» Brief: Each record below needs to be written out exactly as it reads.

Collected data
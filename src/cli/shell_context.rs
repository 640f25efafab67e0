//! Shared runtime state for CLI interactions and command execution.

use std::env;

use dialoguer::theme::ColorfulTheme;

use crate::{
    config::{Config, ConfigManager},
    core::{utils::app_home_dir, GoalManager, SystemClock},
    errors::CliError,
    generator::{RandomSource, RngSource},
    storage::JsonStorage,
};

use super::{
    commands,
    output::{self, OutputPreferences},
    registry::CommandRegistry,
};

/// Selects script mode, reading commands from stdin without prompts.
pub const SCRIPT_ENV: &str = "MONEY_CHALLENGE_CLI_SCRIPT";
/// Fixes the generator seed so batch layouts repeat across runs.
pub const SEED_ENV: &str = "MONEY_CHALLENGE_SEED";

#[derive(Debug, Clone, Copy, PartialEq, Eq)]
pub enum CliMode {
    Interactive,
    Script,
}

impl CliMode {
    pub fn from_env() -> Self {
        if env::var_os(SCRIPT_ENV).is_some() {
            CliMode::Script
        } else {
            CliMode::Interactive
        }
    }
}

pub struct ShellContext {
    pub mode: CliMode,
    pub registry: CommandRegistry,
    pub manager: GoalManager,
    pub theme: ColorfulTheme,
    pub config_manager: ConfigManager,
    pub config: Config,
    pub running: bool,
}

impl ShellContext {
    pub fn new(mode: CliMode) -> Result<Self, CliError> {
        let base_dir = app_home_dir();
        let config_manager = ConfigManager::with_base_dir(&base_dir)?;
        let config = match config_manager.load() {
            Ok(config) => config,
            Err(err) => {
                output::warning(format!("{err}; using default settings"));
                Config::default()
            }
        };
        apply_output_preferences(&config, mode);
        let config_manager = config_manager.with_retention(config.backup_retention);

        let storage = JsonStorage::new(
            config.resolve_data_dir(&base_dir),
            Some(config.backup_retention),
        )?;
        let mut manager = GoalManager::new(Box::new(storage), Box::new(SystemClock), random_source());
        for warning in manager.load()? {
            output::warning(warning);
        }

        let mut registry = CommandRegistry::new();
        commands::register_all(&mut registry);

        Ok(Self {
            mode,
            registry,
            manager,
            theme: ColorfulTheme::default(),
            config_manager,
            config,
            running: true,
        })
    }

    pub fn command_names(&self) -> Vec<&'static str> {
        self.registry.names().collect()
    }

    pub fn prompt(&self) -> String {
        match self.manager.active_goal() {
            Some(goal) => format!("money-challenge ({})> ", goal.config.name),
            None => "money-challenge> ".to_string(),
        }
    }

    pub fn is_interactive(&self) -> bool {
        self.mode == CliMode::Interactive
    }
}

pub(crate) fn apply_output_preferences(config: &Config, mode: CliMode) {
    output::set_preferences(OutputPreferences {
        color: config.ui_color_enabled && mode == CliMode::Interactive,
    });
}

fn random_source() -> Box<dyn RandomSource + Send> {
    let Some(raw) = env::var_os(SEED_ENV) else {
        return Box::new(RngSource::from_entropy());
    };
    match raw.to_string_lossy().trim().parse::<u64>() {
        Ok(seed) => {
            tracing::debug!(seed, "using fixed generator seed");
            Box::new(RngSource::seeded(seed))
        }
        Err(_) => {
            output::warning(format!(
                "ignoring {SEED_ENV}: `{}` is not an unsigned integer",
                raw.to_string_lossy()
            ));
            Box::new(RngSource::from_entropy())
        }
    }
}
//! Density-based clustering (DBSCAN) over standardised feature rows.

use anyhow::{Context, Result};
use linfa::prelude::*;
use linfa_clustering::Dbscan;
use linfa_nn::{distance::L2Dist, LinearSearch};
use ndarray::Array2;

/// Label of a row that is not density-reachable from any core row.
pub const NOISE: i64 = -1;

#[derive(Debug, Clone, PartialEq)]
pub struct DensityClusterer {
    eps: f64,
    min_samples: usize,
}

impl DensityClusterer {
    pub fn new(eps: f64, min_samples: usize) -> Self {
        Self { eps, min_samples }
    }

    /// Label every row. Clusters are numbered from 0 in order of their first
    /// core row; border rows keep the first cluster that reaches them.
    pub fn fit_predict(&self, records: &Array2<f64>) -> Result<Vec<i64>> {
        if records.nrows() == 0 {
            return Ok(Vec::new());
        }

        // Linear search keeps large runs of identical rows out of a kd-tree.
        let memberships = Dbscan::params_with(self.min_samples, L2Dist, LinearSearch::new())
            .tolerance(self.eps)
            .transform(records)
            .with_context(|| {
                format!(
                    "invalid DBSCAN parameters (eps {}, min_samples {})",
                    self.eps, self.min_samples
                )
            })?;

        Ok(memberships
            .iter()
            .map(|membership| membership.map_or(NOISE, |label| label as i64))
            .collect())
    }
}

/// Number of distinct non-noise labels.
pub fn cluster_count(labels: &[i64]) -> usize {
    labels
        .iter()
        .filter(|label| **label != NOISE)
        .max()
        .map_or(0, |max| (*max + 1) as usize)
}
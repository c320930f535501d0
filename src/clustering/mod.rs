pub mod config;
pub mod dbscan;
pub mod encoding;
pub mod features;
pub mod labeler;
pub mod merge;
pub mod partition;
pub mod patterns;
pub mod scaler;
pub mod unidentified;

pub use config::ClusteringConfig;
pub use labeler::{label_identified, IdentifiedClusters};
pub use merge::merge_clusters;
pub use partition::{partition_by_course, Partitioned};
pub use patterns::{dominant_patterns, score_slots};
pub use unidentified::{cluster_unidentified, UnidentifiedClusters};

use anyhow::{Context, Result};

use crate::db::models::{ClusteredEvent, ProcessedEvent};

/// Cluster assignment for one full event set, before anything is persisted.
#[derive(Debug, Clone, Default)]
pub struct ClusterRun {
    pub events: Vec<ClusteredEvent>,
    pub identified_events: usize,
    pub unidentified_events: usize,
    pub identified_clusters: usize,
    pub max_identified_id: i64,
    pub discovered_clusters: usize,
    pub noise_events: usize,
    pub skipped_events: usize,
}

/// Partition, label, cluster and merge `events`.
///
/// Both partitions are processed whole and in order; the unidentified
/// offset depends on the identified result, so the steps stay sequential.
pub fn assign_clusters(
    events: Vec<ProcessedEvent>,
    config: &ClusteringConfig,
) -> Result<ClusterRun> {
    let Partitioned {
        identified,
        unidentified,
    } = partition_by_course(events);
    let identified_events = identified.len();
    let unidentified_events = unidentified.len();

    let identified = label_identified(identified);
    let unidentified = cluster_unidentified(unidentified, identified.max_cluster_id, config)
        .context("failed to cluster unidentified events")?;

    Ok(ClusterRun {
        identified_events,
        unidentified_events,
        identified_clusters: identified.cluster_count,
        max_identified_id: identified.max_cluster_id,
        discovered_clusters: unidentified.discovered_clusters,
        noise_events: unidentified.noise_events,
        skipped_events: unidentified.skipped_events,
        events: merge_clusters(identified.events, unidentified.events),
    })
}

» Expected answer:
filename src/cli/shell_context.rs
repository 640f25efafab67e0
//! Shared runtime state for CLI interactions and command execution.

use std::env;

use dialoguer::theme::ColorfulTheme;

use crate::{
    config::{Config, ConfigManager},
    core::{utils::app_home_dir, GoalManager, SystemClock},
    errors::CliError,
    generator::{RandomSource, RngSource},
    storage::JsonStorage,
};

use super::{
    commands,
    output::{self, OutputPreferences},
    registry::CommandRegistry,
};

/// Selects script mode, reading commands from stdin without prompts.
pub const SCRIPT_ENV: &str = "MONEY_CHALLENGE_CLI_SCRIPT";
/// Fixes the generator seed so batch layouts repeat across runs.
pub const SEED_ENV: &str = "MONEY_CHALLENGE_SEED";

#[derive(Debug, Clone, Copy, PartialEq, Eq)]
pub enum CliMode {
    Interactive,
    Script,
}

impl CliMode {
    pub fn from_env() -> Self {
        if env::var_os(SCRIPT_ENV).is_some() {
            CliMode::Script
        } else {
            CliMode::Interactive
        }
    }
}

pub struct ShellContext {
    pub mode: CliMode,
    pub registry: CommandRegistry,
    pub manager: GoalManager,
    pub theme: ColorfulTheme,
    pub config_manager: ConfigManager,
    pub config: Config,
    pub running: bool,
}

impl ShellContext {
    pub fn new(mode: CliMode) -> Result<Self, CliError> {
        let base_dir = app_home_dir();
        let config_manager = ConfigManager::with_base_dir(&base_dir)?;
        let config = match config_manager.load() {
            Ok(config) => config,
            Err(err) => {
                output::warning(format!("{err}; using default settings"));
                Config::default()
            }
        };
        apply_output_preferences(&config, mode);
        let config_manager = config_manager.with_retention(config.backup_retention);

        let storage = JsonStorage::new(
            config.resolve_data_dir(&base_dir),
            Some(config.backup_retention),
        )?;
        let mut manager = GoalManager::new(Box::new(storage), Box::new(SystemClock), random_source());
        for warning in manager.load()? {
            output::warning(warning);
        }

        let mut registry = CommandRegistry::new();
        commands::register_all(&mut registry);

        Ok(Self {
            mode,
            registry,
            manager,
            theme: ColorfulTheme::default(),
            config_manager,
            config,
            running: true,
        })
    }

    pub fn command_names(&self) -> Vec<&'static str> {
        self.registry.names().collect()
    }

    pub fn prompt(&self) -> String {
        match self.manager.active_goal() {
            Some(goal) => format!("money-challenge ({})> ", goal.config.name),
            None => "money-challenge> ".to_string(),
        }
    }

    pub fn is_interactive(&self) -> bool {
        self.mode == CliMode::Interactive
    }
}

pub(crate) fn apply_output_preferences(config: &Config, mode: CliMode) {
    output::set_preferences(OutputPreferences {
        color: config.ui_color_enabled && mode == CliMode::Interactive,
    });
}

fn random_source() -> Box<dyn RandomSource + Send> {
    let Some(raw) = env::var_os(SEED_ENV) else {
        return Box::new(RngSource::from_entropy());
    };
    match raw.to_string_lossy().trim().parse::<u64>() {
        Ok(seed) => {
            tracing::debug!(seed, "using fixed generator seed");
            Box::new(RngSource::seeded(seed))
        }
        Err(_) => {
            output::warning(format!(
                "ignoring {SEED_ENV}: `{}` is not an unsigned integer",
                raw.to_string_lossy()
            ));
            Box::new(RngSource::from_entropy())
        }
    }
}
//! Density-based clustering (DBSCAN) over standardised feature rows.

use anyhow::{Context, Result};
use linfa::prelude::*;
use linfa_clustering::Dbscan;
use linfa_nn::{distance::L2Dist, LinearSearch};
use ndarray::Array2;

/// Label of a row that is not density-reachable from any core row.
pub const NOISE: i64 = -1;

#[derive(Debug, Clone, PartialEq)]
pub struct DensityClusterer {
    eps: f64,
    min_samples: usize,
}

impl DensityClusterer {
    pub fn new(eps: f64, min_samples: usize) -> Self {
        Self { eps, min_samples }
    }

    /// Label every row. Clusters are numbered from 0 in order of their first
    /// core row; border rows keep the first cluster that reaches them.
    pub fn fit_predict(&self, records: &Array2<f64>) -> Result<Vec<i64>> {
        if records.nrows() == 0 {
            return Ok(Vec::new());
        }

        // Linear search keeps large runs of identical rows out of a kd-tree.
        let memberships = Dbscan::params_with(self.min_samples, L2Dist, LinearSearch::new())
            .tolerance(self.eps)
            .transform(records)
            .with_context(|| {
                format!(
                    "invalid DBSCAN parameters (eps {}, min_samples {})",
                    self.eps, self.min_samples
                )
            })?;

        Ok(memberships
            .iter()
            .map(|membership| membership.map_or(NOISE, |label| label as i64))
            .collect())
    }
}

/// Number of distinct non-noise labels.
pub fn cluster_count(labels: &[i64]) -> usize {
    labels
        .iter()
        .filter(|label| **label != NOISE)
        .max()
        .map_or(0, |max| (*max + 1) as usize)
}
repository c320930f535501d0
filename src/clustering/mod.rs
pub mod config;
pub mod dbscan;
pub mod encoding;
pub mod features;
pub mod labeler;
pub mod merge;
pub mod partition;
pub mod patterns;
pub mod scaler;
pub mod unidentified;

pub use config::ClusteringConfig;
pub use labeler::{label_identified, IdentifiedClusters};
pub use merge::merge_clusters;
pub use partition::{partition_by_course, Partitioned};
pub use patterns::{dominant_patterns, score_slots};
pub use unidentified::{cluster_unidentified, UnidentifiedClusters};

use anyhow::{Context, Result};

use crate::db::models::{ClusteredEvent, ProcessedEvent};

/// Cluster assignment for one full event set, before anything is persisted.
#[derive(Debug, Clone, Default)]
pub struct ClusterRun {
    pub events: Vec<ClusteredEvent>,
    pub identified_events: usize,
    pub unidentified_events: usize,
    pub identified_clusters: usize,
    pub max_identified_id: i64,
    pub discovered_clusters: usize,
    pub noise_events: usize,
    pub skipped_events: usize,
}

/// Partition, label, cluster and merge `events`.
///
/// Both partitions are processed whole and in order; the unidentified
/// offset depends on the identified result, so the steps stay sequential.
pub fn assign_clusters(
    events: Vec<ProcessedEvent>,
    config: &ClusteringConfig,
) -> Result<ClusterRun> {
    let Partitioned {
        identified,
        unidentified,
    } = partition_by_course(events);
    let identified_events = identified.len();
    let unidentified_events = unidentified.len();

    let identified = label_identified(identified);
    let unidentified = cluster_unidentified(unidentified, identified.max_cluster_id, config)
        .context("failed to cluster unidentified events")?;

    Ok(ClusterRun {
        identified_events,
        unidentified_events,
        identified_clusters: identified.cluster_count,
        max_identified_id: identified.max_cluster_id,
        discovered_clusters: unidentified.discovered_clusters,
        noise_events: unidentified.noise_events,
        skipped_events: unidentified.skipped_events,
        events: merge_clusters(identified.events, unidentified.events),
    })
}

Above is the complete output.